В Священном писании сказано, что Бог отдает людей в жертву "Духа лестча", духа погибели за то, что они "любви к истине не приняли". Вот при всех частных заблуждениях, этого-то и не было у русских. Они – наоборот – "приняли любовь к истине", не видели ее, но любили, были уверены, что она есть и что на свете жить стоит только истиной. Петр был величайшим выразителем русского человека в этой решимости жить только истиной, хотя бы она была "люторская", голландская и какая угодно. Он готов был отречься от всего, в чем не видел истины, и прилепиться к чему угодно, если усматривал в нем истину.
Петр и партия реформы, вокруг него сплотившаяся, хотели истины и были полны уверенности, которую выразил 200 лет позднее их интеллигентный потомок, да еще в переводном стихе:
Мне послышался завет
Бога самого:
Знанье вольность, знанье свет -
Рабство без него...[90]
И они пошли к знанию, пошли, как могли идти полуварвары, принимая за бриллианты грошовые стеклышки, но желая найти "бисер многоценный", и готовые продать все свое имение, чтобы приобрести средства на покупку этого искомого ими "бисера многоценного".

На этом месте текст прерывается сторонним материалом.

//! Per-category RGB threshold rules and the first-match classifier.

use crate::ClassifyError;
use serde::{Deserialize, Serialize};
use std::fmt;

/// Terrain feature category, in classification order.
#[derive(Debug, Clone, Copy, PartialEq, Eq, Hash, PartialOrd, Ord, Serialize, Deserialize)]
#[serde(rename_all = "snake_case")]
pub enum Category {
    Water,
    DenseVegetation,
    Roads,
    Buildings,
    BareSoil,
}

impl Category {
    /// Every category in the order rules are evaluated.
    pub const ALL: [Category; 5] = [
        Category::Water,
        Category::DenseVegetation,
        Category::Roads,
        Category::Buildings,
        Category::BareSoil,
    ];

    pub const fn as_label(&self) -> &'static str {
        match self {
            Category::Water => "water",
            Category::DenseVegetation => "dense_vegetation",
            Category::Roads => "roads",
            Category::Buildings => "buildings",
            Category::BareSoil => "bare_soil",
        }
    }
}

impl fmt::Display for Category {
    fn fmt(&self, f: &mut fmt::Formatter<'_>) -> fmt::Result {
        f.write_str(self.as_label())
    }
}

/// Blue clearly above both other channels.
#[derive(Debug, Clone, Copy, PartialEq, Serialize, Deserialize)]
#[serde(default)]
pub struct WaterRule {
    pub min_blue: u8,
    /// Blue minus the larger of red and green.
    pub min_blue_excess: u8,
}

impl Default for WaterRule {
    fn default() -> Self {
        Self {
            min_blue: 70,
            min_blue_excess: 20,
        }
    }
}

/// Very dark pixels where green dominates.
#[derive(Debug, Clone, Copy, PartialEq, Serialize, Deserialize)]
#[serde(default)]
pub struct DenseVegetationRule {
    /// Upper bound on the channel mean.
    pub max_brightness: u8,
    /// Green minus the larger of red and blue.
    pub min_green_excess: u8,
}

impl Default for DenseVegetationRule {
    fn default() -> Self {
        Self {
            max_brightness: 90,
            min_green_excess: 12,
        }
    }
}

/// Near-neutral pixels whose channel mean falls in a band.
#[derive(Debug, Clone, Copy, PartialEq, Serialize, Deserialize)]
pub struct UniformBandRule {
    pub min_level: u8,
    pub max_level: u8,
    /// Largest allowed difference between the brightest and darkest channel.
    pub max_spread: u8,
}

impl UniformBandRule {
    pub const ROADS: Self = Self {
        min_level: 90,
        max_level: 170,
        max_spread: 12,
    };

    pub const BUILDINGS: Self = Self {
        min_level: 150,
        max_level: 250,
        max_spread: 25,
    };

    fn matches(&self, rgb: [u8; 3]) -> bool {
        let level = mean(rgb);
        level >= self.min_level as u32 && level <= self.max_level as u32 && spread(rgb) <= self.max_spread
    }

    fn validate(&self, name: &str) -> Result<(), ClassifyError> {
        if self.min_level > self.max_level {
            return Err(ClassifyError::InvalidConfig(format!(
                "{name}: min_level {} exceeds max_level {}",
                self.min_level, self.max_level
            )));
        }
        Ok(())
    }
}

/// Warm pixels (red over green over blue) in a brightness band.
#[derive(Debug, Clone, Copy, PartialEq, Serialize, Deserialize)]
#[serde(default)]
pub struct BareSoilRule {
    pub min_red: u8,
    pub max_red: u8,
    /// Red minus blue.
    pub min_red_blue_gap: u8,
}

impl Default for BareSoilRule {
    fn default() -> Self {
        Self {
            min_red: 100,
            max_red: 240,
            min_red_blue_gap: 25,
        }
    }
}

/// Band fields given in a config document; missing ones keep the
/// category's own default band.
#[derive(Debug, Default, Deserialize)]
#[serde(default)]
struct BandOverride {
    min_level: Option<u8>,
    max_level: Option<u8>,
    max_spread: Option<u8>,
}

impl BandOverride {
    fn apply(self, base: UniformBandRule) -> UniformBandRule {
        UniformBandRule {
            min_level: self.min_level.unwrap_or(base.min_level),
            max_level: self.max_level.unwrap_or(base.max_level),
            max_spread: self.max_spread.unwrap_or(base.max_spread),
        }
    }
}

#[derive(Debug, Default, Deserialize)]
#[serde(default)]
struct RawRules {
    water: WaterRule,
    dense_vegetation: DenseVegetationRule,
    roads: BandOverride,
    buildings: BandOverride,
    bare_soil: BareSoilRule,
}

impl From<RawRules> for ClassificationRules {
    fn from(raw: RawRules) -> Self {
        Self {
            water: raw.water,
            dense_vegetation: raw.dense_vegetation,
            roads: raw.roads.apply(UniformBandRule::ROADS),
            buildings: raw.buildings.apply(UniformBandRule::BUILDINGS),
            bare_soil: raw.bare_soil,
        }
    }
}

/// Threshold rules for every category.
#[derive(Debug, Clone, Copy, PartialEq, Serialize, Deserialize)]
#[serde(from = "RawRules")]
pub struct ClassificationRules {
    pub water: WaterRule,
    pub dense_vegetation: DenseVegetationRule,
    /// Narrow gray band.
    pub roads: UniformBandRule,
    /// Uniform, lighter band.
    pub buildings: UniformBandRule,
    pub bare_soil: BareSoilRule,
}

impl Default for ClassificationRules {
    fn default() -> Self {
        Self {
            water: WaterRule::default(),
            dense_vegetation: DenseVegetationRule::default(),
            roads: UniformBandRule::ROADS,
            buildings: UniformBandRule::BUILDINGS,
            bare_soil: BareSoilRule::default(),
        }
    }
}

impl ClassificationRules {
    /// Whether a pixel satisfies one category's rule in isolation.
    pub fn matches(&self, category: Category, rgb: [u8; 3]) -> bool {
        let [r, g, b] = rgb;
        match category {
            Category::Water => {
                b >= self.water.min_blue
                    && b as i32 - r.max(g) as i32 >= self.water.min_blue_excess as i32
            }
            Category::DenseVegetation => {
                mean(rgb) <= self.dense_vegetation.max_brightness as u32
                    && g as i32 - r.max(b) as i32 >= self.dense_vegetation.min_green_excess as i32
            }
            Category::Roads => self.roads.matches(rgb),
            Category::Buildings => self.buildings.matches(rgb),
            Category::BareSoil => {
                r >= self.bare_soil.min_red
                    && r <= self.bare_soil.max_red
                    && r > g
                    && g > b
                    && r as i32 - b as i32 >= self.bare_soil.min_red_blue_gap as i32
            }
        }
    }

    /// First category, in [`Category::ALL`] order, whose rule matches.
    pub fn classify(&self, rgb: [u8; 3]) -> Option<Category> {
        Category::ALL.into_iter().find(|c| self.matches(*c, rgb))
    }

    pub fn validate(&self) -> Result<(), ClassifyError> {
        self.roads.validate("roads")?;
        self.buildings.validate("buildings")?;
        if self.bare_soil.min_red > self.bare_soil.max_red {
            return Err(ClassifyError::InvalidConfig(format!(
                "bare_soil: min_red {} exceeds max_red {}",
                self.bare_soil.min_red, self.bare_soil.max_red
            )));
        }
        Ok(())
    }
}

/// Sampling and indexing parameters for one analysis run.
#[derive(Debug, Clone, Copy, PartialEq, Serialize, Deserialize)]
#[serde(default)]
pub struct AnalysisConfig {
    /// Classify every Nth pixel along each axis.
    pub stride: u32,
    /// Bucket size, in pixels, of the feature grid.
    pub grid_cell_size: f64,
    pub rules: ClassificationRules,
}

impl Default for AnalysisConfig {
    fn default() -> Self {
        Self {
            stride: 4,
            grid_cell_size: 32.0,
            rules: ClassificationRules::default(),
        }
    }
}

impl AnalysisConfig {
    pub fn validate(&self) -> Result<(), ClassifyError> {
        if self.stride == 0 {
            return Err(ClassifyError::InvalidConfig("stride must be at least 1".into()));
        }
        if !(self.grid_cell_size.is_finite() && self.grid_cell_size > 0.0) {
            return Err(ClassifyError::InvalidConfig(format!(
                "grid cell size must be positive, got {}",
                self.grid_cell_size
            )));
        }
        self.rules.validate()
    }
}

fn mean([r, g, b]: [u8; 3]) -> u32 {
    (r as u32 + g as u32 + b as u32) / 3
}

fn spread([r, g, b]: [u8; 3]) -> u8 {
    r.max(g).max(b) - r.min(g).min(b)
}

В Петре – величие русского духа – в Петре жалкая отсталость России, бедность ее умственных средств. Но средства наживаются, если сохраняется величие духа. Впоследствии стали появляться у нас искры уже просвещенного сознания и просвещенной веры. Если Россия настоящего и будущего сохранит свою лучшую черту "любовь к истине", решимость жить только правдой, что было у Петра, то Петровская реформа и станет исходным пунктом того, что говорил сам преобразователь в словах: "А о Петре ведайте, что ему жизнь не дорога: жила бы только Россия в чести и славе..."
А если у нас исчезнет любовь к истине, то не Петр будет виноват в этом...

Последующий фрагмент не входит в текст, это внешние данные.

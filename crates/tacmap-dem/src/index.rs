//! Tile index documents.
//!
//! Two document shapes describe the tiles of a region:
//!
//! - elevation: `{ "metadata": .., "bounds": .., "tiles": { "<key>": [ {filename, bounds, ..} ] } }`
//! - vegetation: `{ "provincias": { "<name>": [ {provincia, filename, filepath, bounds} ] } }`
//!
//! A master index lists partitions (`{ "partitions": { "<key>": {bounds, index} } }`)
//! pointing at one such document each. A master index may also be a tile
//! document itself, in which case it is a single inline region
//! ([`INLINE_REGION`]) holding every tile in document order.
//!
//! Group order follows the document, which is what breaks ties between tiles
//! sharing an edge.

use crate::bounds::Bounds;
use crate::{Result, TerrainError};
use serde::{Deserialize, Serialize};
use serde_json::{Map, Value};
use std::fmt;
use std::str::FromStr;
use std::sync::Arc;

/// Region key of a master index that lists tiles directly.
pub const INLINE_REGION: &str = "*";

/// Raster dataset served by the pipeline.
#[derive(Debug, Clone, Copy, PartialEq, Eq, Hash, PartialOrd, Ord, Serialize, Deserialize)]
#[serde(rename_all = "lowercase")]
pub enum DatasetType {
    /// Elevation in metres.
    Elevation,
    /// Scaled vegetation index.
    Vegetation,
}

impl DatasetType {
    pub const ALL: [DatasetType; 2] = [DatasetType::Elevation, DatasetType::Vegetation];

    pub const fn as_label(&self) -> &'static str {
        match self {
            DatasetType::Elevation => "elevation",
            DatasetType::Vegetation => "vegetation",
        }
    }

    /// Scale factor applied when an index entry does not document one.
    pub const fn default_scale_factor(&self) -> f64 {
        match self {
            DatasetType::Elevation => 1.0,
            DatasetType::Vegetation => 10_000.0,
        }
    }
}

impl fmt::Display for DatasetType {
    fn fmt(&self, f: &mut fmt::Formatter<'_>) -> fmt::Result {
        f.write_str(self.as_label())
    }
}

impl FromStr for DatasetType {
    type Err = String;

    fn from_str(s: &str) -> std::result::Result<Self, Self::Err> {
        match s.to_ascii_lowercase().as_str() {
            "elevation" | "dem" => Ok(DatasetType::Elevation),
            "vegetation" | "ndvi" => Ok(DatasetType::Vegetation),
            other => Err(format!("unknown dataset type: {other}")),
        }
    }
}

/// Whether an index came from storage or is the degraded empty stand-in.
#[derive(Debug, Clone, Copy, PartialEq, Eq, Serialize)]
#[serde(rename_all = "lowercase")]
pub enum IndexStatus {
    /// Nothing requested yet.
    NotLoaded,
    /// Parsed from a fetched document.
    Loaded,
    /// Every source failed; an empty document stands in.
    Fallback,
}

/// One raster tile as listed in an index.
#[derive(Debug, Clone, PartialEq, Serialize)]
pub struct TileDescriptor {
    /// Group key the tile is listed under (tile key or province name).
    pub key: String,
    /// Geographic coverage.
    pub bounds: Bounds,
    /// Archive holding the tile, as a storage path relative to the dataset root.
    pub source_archive: Option<String>,
    /// Entry name inside the archive, or the file name.
    pub entry_name: String,
    /// Direct storage path when the tile is not archived.
    pub file_path: Option<String>,
    pub dataset: DatasetType,
    /// Stored values are divided by this to get physical values.
    pub scale_factor: f64,
}

impl TileDescriptor {
    /// Storage path the tile bytes are fetched from when not archived.
    pub fn storage_path(&self) -> &str {
        self.file_path.as_deref().unwrap_or(&self.entry_name)
    }

    /// Stable identifier for caching the decoded tile.
    pub fn cache_key(&self) -> String {
        match &self.source_archive {
            Some(archive) => format!("{}:{archive}#{}", self.dataset, self.entry_name),
            None => format!("{}:{}", self.dataset, self.storage_path()),
        }
    }
}

#[derive(Debug, Deserialize)]
struct RawTileEntry {
    filename: String,
    bounds: Bounds,
    #[serde(default)]
    filepath: Option<String>,
    #[serde(default, alias = "source_archive")]
    archive: Option<String>,
    #[serde(default)]
    scale_factor: Option<f64>,
}

#[derive(Debug, Deserialize)]
struct RawPartition {
    bounds: Bounds,
    #[serde(alias = "index_path", alias = "path")]
    index: String,
}

/// Tiles of one region, in document order.
#[derive(Debug, Clone, PartialEq)]
pub struct TileIndex {
    dataset: DatasetType,
    tiles: Vec<TileDescriptor>,
    status: IndexStatus,
}

impl TileIndex {
    /// Parse a tile document of either shape.
    pub fn from_json(dataset: DatasetType, path: &str, doc: &Value) -> Result<Self> {
        let groups = tile_groups(dataset, path, doc)?;
        let default_archive = doc.get("archive").and_then(Value::as_str);

        let mut tiles = Vec::new();
        for (key, entries) in groups {
            let entries = entries
                .as_array()
                .ok_or_else(|| invalid(dataset, path, format!("group {key} is not an array")))?;
            for entry in entries {
                let raw: RawTileEntry = serde_json::from_value(entry.clone())
                    .map_err(|e| invalid(dataset, path, format!("tile in group {key}: {e}")))?;
                if !raw.bounds.is_valid() {
                    return Err(invalid(
                        dataset,
                        path,
                        format!("tile {} in group {key} has inverted bounds", raw.filename),
                    ));
                }
                tiles.push(TileDescriptor {
                    key: key.clone(),
                    bounds: raw.bounds,
                    source_archive: raw.archive.or_else(|| default_archive.map(str::to_string)),
                    entry_name: raw.filename,
                    file_path: raw.filepath,
                    dataset,
                    scale_factor: raw
                        .scale_factor
                        .filter(|s| *s != 0.0 && s.is_finite())
                        .unwrap_or(dataset.default_scale_factor()),
                });
            }
        }

        Ok(Self {
            dataset,
            tiles,
            status: IndexStatus::Loaded,
        })
    }

    /// Degraded stand-in used when the document could not be fetched.
    pub fn fallback(dataset: DatasetType) -> Self {
        Self {
            dataset,
            tiles: Vec::new(),
            status: IndexStatus::Fallback,
        }
    }

    /// First tile in document order whose bounds contain the point.
    pub fn find(&self, lat: f64, lon: f64) -> Option<&TileDescriptor> {
        self.tiles.iter().find(|t| t.bounds.contains(lat, lon))
    }

    pub fn dataset(&self) -> DatasetType {
        self.dataset
    }

    pub fn tiles(&self) -> &[TileDescriptor] {
        &self.tiles
    }

    pub fn len(&self) -> usize {
        self.tiles.len()
    }

    pub fn is_empty(&self) -> bool {
        self.tiles.is_empty()
    }

    pub fn status(&self) -> IndexStatus {
        self.status
    }

    /// Rectangle covering every tile.
    pub fn coverage(&self) -> Option<Bounds> {
        let mut tiles = self.tiles.iter();
        let first = tiles.next()?.bounds;
        Some(tiles.fold(first, |acc, t| acc.union(&t.bounds)))
    }
}

/// Where a partition's tiles come from.
#[derive(Debug, Clone, PartialEq)]
pub enum PartitionSource {
    /// A separate region document at this storage path.
    Remote(String),
    /// Tiles listed directly in the master document.
    Inline(Arc<TileIndex>),
}

/// One coarse partition (latitude band or province) of a master index.
#[derive(Debug, Clone, PartialEq)]
pub struct Partition {
    pub key: String,
    pub bounds: Bounds,
    pub source: PartitionSource,
}

/// Top-level index enumerating the partitions of a dataset.
#[derive(Debug, Clone, PartialEq)]
pub struct MasterIndex {
    dataset: DatasetType,
    partitions: Vec<Partition>,
    status: IndexStatus,
}

impl MasterIndex {
    /// Parse a master document, or a tile document used as one.
    pub fn from_json(dataset: DatasetType, path: &str, doc: &Value) -> Result<Self> {
        let listed = doc
            .get("partitions")
            .or_else(|| doc.get("fajas"))
            .and_then(Value::as_object);

        let partitions = match listed {
            Some(map) => map
                .iter()
                .map(|(key, value)| {
                    let raw: RawPartition = serde_json::from_value(value.clone())
                        .map_err(|e| invalid(dataset, path, format!("partition {key}: {e}")))?;
                    Ok(Partition {
                        key: key.clone(),
                        bounds: raw.bounds,
                        source: PartitionSource::Remote(raw.index),
                    })
                })
                .collect::<Result<Vec<_>>>()?,
            // Groups may overlap each other's extents, so they are not split
            // into partitions; one region keeps the whole document order.
            None => {
                let index = TileIndex::from_json(dataset, path, doc)?;
                match index.coverage() {
                    Some(bounds) => vec![Partition {
                        key: INLINE_REGION.to_string(),
                        bounds,
                        source: PartitionSource::Inline(Arc::new(index)),
                    }],
                    None => Vec::new(),
                }
            }
        };

        Ok(Self {
            dataset,
            partitions,
            status: IndexStatus::Loaded,
        })
    }

    /// Degraded stand-in with no partitions.
    pub fn fallback(dataset: DatasetType) -> Self {
        Self {
            dataset,
            partitions: Vec::new(),
            status: IndexStatus::Fallback,
        }
    }

    /// Partition containing the point, or the one whose centroid is nearest.
    ///
    /// Returns `None` only when there are no partitions at all.
    pub fn resolve(&self, lat: f64, lon: f64) -> Option<&Partition> {
        if let Some(p) = self.partitions.iter().find(|p| p.bounds.contains(lat, lon)) {
            return Some(p);
        }

        // Strict comparison keeps the first of equally distant partitions.
        let mut nearest: Option<(&Partition, f64)> = None;
        for p in &self.partitions {
            let d = p.bounds.centroid_distance_sq(lat, lon);
            if nearest.map_or(true, |(_, best)| d < best) {
                nearest = Some((p, d));
            }
        }
        nearest.map(|(p, _)| p)
    }

    pub fn partition(&self, key: &str) -> Option<&Partition> {
        self.partitions.iter().find(|p| p.key == key)
    }

    pub fn partitions(&self) -> &[Partition] {
        &self.partitions
    }

    pub fn dataset(&self) -> DatasetType {
        self.dataset
    }

    pub fn status(&self) -> IndexStatus {
        self.status
    }
}

fn tile_groups<'a>(
    dataset: DatasetType,
    path: &str,
    doc: &'a Value,
) -> Result<impl Iterator<Item = (&'a String, &'a Value)>> {
    let groups: &Map<String, Value> = doc
        .get("tiles")
        .or_else(|| doc.get("provincias"))
        .and_then(Value::as_object)
        .ok_or_else(|| {
            invalid(
                dataset,
                path,
                "expected a \"tiles\" or \"provincias\" object".to_string(),
            )
        })?;
    Ok(groups.iter())
}

fn invalid(dataset: DatasetType, path: &str, reason: String) -> TerrainError {
    TerrainError::InvalidIndex {
        dataset: dataset.as_label(),
        path: path.to_string(),
        reason,
    }
}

Но при всем привлекающем величии своего гения, давшего нашей монархии новый момент самодержавного водительства народа в его величайших по времени задачах, мы в отношении политического самосознания именно в момент этой реформы вступили в опаснейший кризис – смешивания самодержавия с абсолютизмом.
Противоречие принципов Петровской эпохи
Государственные принципы всякого народа тесно связаны с его национальным самосознанием, с его представлениями о целях своего существования. В России эти цели национального существования представлялись в очертаниях недостаточно ясных, хотя окутанных сознанием некоторого великого назначения "третьего Рима". У самого Петра стремление к реформе появилось в детстве под влиянием мечты собрать силы для крестовых походов и освобождения Св. Гроба. Нашему самодержавию вообще предносились какие-то религиозно-освободительные цели, некоторая борьба за христианство, и стены Казани, первого разрушенного магометанского царства, пали при чтении слов: "Будет едино стадо и един Пастырь". Но в этих смутных очертаниях значения нашей Верховной власти мы немногое различали сознательно как до Петра, так и после него.